Senator John Kennedy tells Theo Von that Chuck Schumer will likely manufacture a government shutdown before the midterms to create political chaos, warning it's a deliberate strategy not a policy dispute. Kennedy, who sits on the Senate Appropriations Committee and oversees the Department of Energy and Army Corps of Engineers, says he needs 60 Senate votes to pass a budget but is getting zero Democratic cooperation. Throughout, Kennedy and Theo bond over shared Louisiana roots — St. Tammany Parish, alligators outnumbering people, raccoons in restaurant walls — while Kennedy reflects on his Depression-era father Preston as his greatest hero.
Key Moments
John Kennedy
“I just I
just try to be myself. The”
Kennedy responds to Theo asking whether he ever thought about doing comedy, given how many quips he delivers.
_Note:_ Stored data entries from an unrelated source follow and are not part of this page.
//! Layered binding table with state inheritance.
//!
//! Bindings are keyed by `(state, modifier, button)`. Resolution falls back
//! from the specific state to the "all" layer, and for question/answer also
//! to the "review" layer. Precedence is fixed policy: an explicit binding
//! beats "review", which beats "all". See [`Bindings::resolve`].

use std::collections::BTreeMap;

use serde::Serialize;
use tracing::trace;

use super::State;

/// Substring marking action text that displays an inherited value rather
/// than naming a real action. Such text must never be stored as a binding.
pub const INHERITED_TAG: &str = "inherit";

/// Suffix appended to an action name when displaying an inherited value.
pub const INHERITED_SUFFIX: &str = " (inherited)";

/// Display text for an action resolved through inheritance.
#[must_use]
pub fn inherited_label(action: &str) -> String {
    format!("{action}{INHERITED_SUFFIX}")
}

/// Whether an action string is inherited-display text rather than an action
/// name.
#[must_use]
pub fn is_inherited_text(action: &str) -> bool {
    action.contains(INHERITED_TAG)
}

/// One slot in the binding table.
#[derive(Debug, Clone, Copy, PartialEq, Eq, PartialOrd, Ord, Hash)]
pub struct BindingKey {
    pub state: State,
    /// 0 = no modifier held; i > 0 = the profile's i-th modifier button.
    pub modifier: u8,
    pub button: u8,
}

/// The action a `(state, modifier, button)` triple resolves to.
#[derive(Debug, Clone, PartialEq, Eq, Serialize)]
pub struct EffectiveAction {
    /// Resolved action name; empty when the slot is unbound everywhere.
    pub action: String,
    /// True when the action came from the "all" or "review" layer rather
    /// than the requested state.
    pub inherited: bool,
}

impl EffectiveAction {
    /// The unbound result.
    #[must_use]
    pub const fn none() -> Self {
        Self { action: String::new(), inherited: false }
    }

    /// True when no layer binds this slot.
    #[must_use]
    pub fn is_unbound(&self) -> bool {
        self.action.is_empty()
    }

    /// Display text: the action name, suffixed when inherited.
    #[must_use]
    pub fn label(&self) -> String {
        if self.inherited {
            inherited_label(&self.action)
        } else {
            self.action.clone()
        }
    }
}

/// Sparse layered binding table. Empty actions are never stored; clearing a
/// slot removes its entry.
#[derive(Debug, Clone, Default, PartialEq, Eq)]
pub struct Bindings {
    map: BTreeMap<BindingKey, String>,
}

impl Bindings {
    #[must_use]
    pub fn new() -> Self {
        Self::default()
    }

    /// Raw lookup of one slot, without inheritance. Empty string when unset.
    #[must_use]
    pub fn get(&self, state: State, modifier: u8, button: u8) -> &str {
        self.map
            .get(&BindingKey { state, modifier, button })
            .map_or("", String::as_str)
    }

    /// Store or clear one slot. An empty action removes the entry.
    pub fn set(&mut self, state: State, modifier: u8, button: u8, action: &str) {
        let key = BindingKey { state, modifier, button };
        if action.is_empty() {
            self.map.remove(&key);
        } else {
            self.map.insert(key, action.to_string());
        }
    }

    /// Resolve the effective action for a slot.
    ///
    /// Layer precedence, most specific first:
    /// 1. the requested state's own binding;
    /// 2. for question/answer, the "review" layer;
    /// 3. for any state other than "all", the "all" layer.
    pub fn resolve(&self, state: State, modifier: u8, button: u8) -> EffectiveAction {
        let explicit = self.get(state, modifier, button);
        if !explicit.is_empty() {
            return EffectiveAction { action: explicit.to_string(), inherited: false };
        }

        let mut action = "";
        if state != State::All {
            action = self.get(State::All, modifier, button);
        }
        if state.inherits_review() {
            let review = self.get(State::Review, modifier, button);
            if !review.is_empty() {
                action = review;
            }
        }

        trace!(%state, modifier, button, action, "Resolved inherited binding");
        EffectiveAction { action: action.to_string(), inherited: !action.is_empty() }
    }

    /// Remove every binding for a button, across all states and modifiers.
    pub fn clear_button(&mut self, button: u8) {
        self.map.retain(|key, _| key.button != button);
    }

    /// Iterate all stored bindings in key order.
    pub fn iter(&self) -> impl Iterator<Item = (BindingKey, &str)> {
        self.map.iter().map(|(key, action)| (*key, action.as_str()))
    }

    #[must_use]
    pub fn len(&self) -> usize {
        self.map.len()
    }

    #[must_use]
    pub fn is_empty(&self) -> bool {
        self.map.is_empty()
    }
}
John Kennedy is a United States Senator representing Louisiana, currently serving his second term. Before entering the Senate in 2017, he served as Louisiana State Treasurer for 17 years under governors Buddy Roemer and Mike Foster. He is known for his colorful, plain-spoken style and sharp one-liners, and recently published a book titled 'How to Test Negative for Stupid and Why Washington Never Will.'
Takeaways
1
State treasurer role is underrated financial power Kennedy managed roughly $4 billion in Louisiana state funds, overseeing bond issuances, short-term cash investments, and an unclaimed property program that returned money to citizens — including a $1.26 million check to a retired New Orleans schoolteacher. He argues the compounding effect of investing even overnight cash repeatedly across billion-dollar flows generates substantial returns.
2
Schumer will weaponize a shutdown for midterms Kennedy, sitting on the Senate Appropriations Committee, says Schumer's refusal to cooperate on the budget is not a policy disagreement — it's a calculated strategy to manufacture chaos heading into the midterm elections. Kennedy believes he needs 60 votes and won't get Democratic help. He says he hopes he's wrong and will apologize if so.
3
Authenticity beats performance in political longevity Kennedy says he was told as a kid 'always be yourself unless you suck,' and that maxim drives how he operates in Washington where colleagues often try to sound senatorial. He argues American voters can 'smell a phony a mile away' and that pretending to be someone else is a long-term political liability.
4
Louisiana has more alligators than people now Kennedy notes that 25 years ago alligators in Louisiana were dwindling, but conservation efforts have been so successful the state now has more alligators than its roughly 4.6 million residents. He flags that tourist boat guides feeding gators near New Orleans are conditioning wild animals to associate humans with food — a genuine safety hazard tourists mistake for tameness.
5
High-level sport is mental, not just physical Both Kennedy and Theo observe while discussing the World Cup and Wimbledon that at elite levels the margins are millimeters and the differentiator is mental pressure tolerance. Kennedy cites watching Arthur Ashe up close at Wimbledon as a student — noting Ashe wasn't muscular, yet dominated through discipline and repetition rather than raw physicality.